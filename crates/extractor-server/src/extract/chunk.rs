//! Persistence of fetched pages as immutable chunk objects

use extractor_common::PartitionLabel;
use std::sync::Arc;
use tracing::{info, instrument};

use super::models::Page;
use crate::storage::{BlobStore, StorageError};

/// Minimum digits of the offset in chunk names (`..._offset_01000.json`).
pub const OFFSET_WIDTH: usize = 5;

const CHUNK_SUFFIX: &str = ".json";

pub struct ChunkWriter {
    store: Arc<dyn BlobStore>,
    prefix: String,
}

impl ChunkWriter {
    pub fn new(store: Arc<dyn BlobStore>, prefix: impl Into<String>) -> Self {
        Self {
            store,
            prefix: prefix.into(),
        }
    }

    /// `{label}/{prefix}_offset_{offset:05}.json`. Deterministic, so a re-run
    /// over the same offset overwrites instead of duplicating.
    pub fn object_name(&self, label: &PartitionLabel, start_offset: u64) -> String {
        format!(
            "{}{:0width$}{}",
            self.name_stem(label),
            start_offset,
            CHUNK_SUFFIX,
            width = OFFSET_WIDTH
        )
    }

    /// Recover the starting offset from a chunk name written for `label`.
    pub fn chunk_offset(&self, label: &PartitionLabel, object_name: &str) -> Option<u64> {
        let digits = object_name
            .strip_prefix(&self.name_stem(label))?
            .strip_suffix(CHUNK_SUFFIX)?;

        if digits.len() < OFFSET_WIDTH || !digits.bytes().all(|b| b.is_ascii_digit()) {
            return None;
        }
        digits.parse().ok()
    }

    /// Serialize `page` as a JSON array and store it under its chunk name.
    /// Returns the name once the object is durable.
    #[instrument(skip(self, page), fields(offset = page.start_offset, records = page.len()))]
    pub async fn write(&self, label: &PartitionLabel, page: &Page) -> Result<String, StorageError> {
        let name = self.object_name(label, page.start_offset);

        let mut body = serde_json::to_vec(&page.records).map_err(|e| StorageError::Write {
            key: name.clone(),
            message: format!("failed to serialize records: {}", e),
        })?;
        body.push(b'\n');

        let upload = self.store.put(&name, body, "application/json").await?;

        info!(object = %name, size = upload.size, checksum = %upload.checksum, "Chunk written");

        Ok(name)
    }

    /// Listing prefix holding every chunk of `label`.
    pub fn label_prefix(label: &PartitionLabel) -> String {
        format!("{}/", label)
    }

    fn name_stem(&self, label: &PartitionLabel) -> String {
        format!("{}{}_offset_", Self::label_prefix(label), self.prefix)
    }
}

☆ ☆ ☆ ☆ ☆ ☆ ☆

Please report every line of the listing that contains the string "written".

    /// Recover the starting offset from a chunk name written for `label`.
        info!(object = %name, size = upload.size, checksum = %upload.checksum, "Chunk written");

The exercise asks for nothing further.